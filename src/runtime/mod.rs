//! Networking runtime for the compile server.
//!
//! - `EventLoop`: single-threaded mio reactor (epoll on Linux, kqueue on macOS)
//! - `Connection`: per-client request state machine
//! - `CompilePool`: optional worker threads for backend calls
//! - `token`: poll token layout

mod connection;
mod event_loop;
mod pool;
mod token;

use event_loop::{EventLoop, ShutdownHandle};

use crate::backend::SharedBackend;
use crate::config::Config;
use tracing::{info, warn};

/// Bind the listener and serve until the event loop stops.
///
/// SIGINT and SIGTERM stop the loop; in-flight compiles finish and the
/// worker pool is joined before this returns.
pub fn run(config: &Config, backend: SharedBackend) -> std::io::Result<()> {
    let mut event_loop = EventLoop::bind(config, backend)?;

    if let Err(e) = install_signal_handler(event_loop.shutdown_handle()) {
        warn!(error = %e, "Failed to install signal handler");
    }

    event_loop.run()
}

fn install_signal_handler(handle: ShutdownHandle) -> Result<(), ctrlc::Error> {
    ctrlc::set_handler(move || {
        info!("Shutdown requested");
        if let Err(e) = handle.shutdown() {
            warn!(error = %e, "Failed to wake event loop");
        }
    })
}
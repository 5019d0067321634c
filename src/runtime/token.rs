//! Poll token layout.
//!
//! Connection tokens are the connection's slab key, so they grow upward from
//! zero. The listener and the cross-thread waker take the two highest token
//! values, which the slab can never reach.

use mio::Token;

/// Readiness of the listening socket.
pub const LISTENER: Token = Token(usize::MAX);

/// Wake-ups from compile workers and shutdown requests.
pub const WAKER: Token = Token(usize::MAX - 1);

/// What a poll token refers to.
#[derive(Debug, Clone, Copy, PartialEq, Eq)]
pub enum Source {
    Listener,
    Waker,
    Connection(usize),
}

impl Source {
    pub fn of(token: Token) -> Self {
        match token {
            LISTENER => Source::Listener,
            WAKER => Source::Waker,
            Token(conn_id) => Source::Connection(conn_id),
        }
    }
}

/// Token for a connection id.
pub fn connection(conn_id: usize) -> Token {
    debug_assert!(conn_id < WAKER.0, "connection id collides with reserved tokens");
    Token(conn_id)
}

#####

- _What to do_
Give back, word for word, the lines of the records that run from the one holding "a connection id." to the very last.

- _The completed task_
/// Token for a connection id.
pub fn connection(conn_id: usize) -> Token {
    debug_assert!(conn_id < WAKER.0, "connection id collides with reserved tokens");
    Token(conn_id)
}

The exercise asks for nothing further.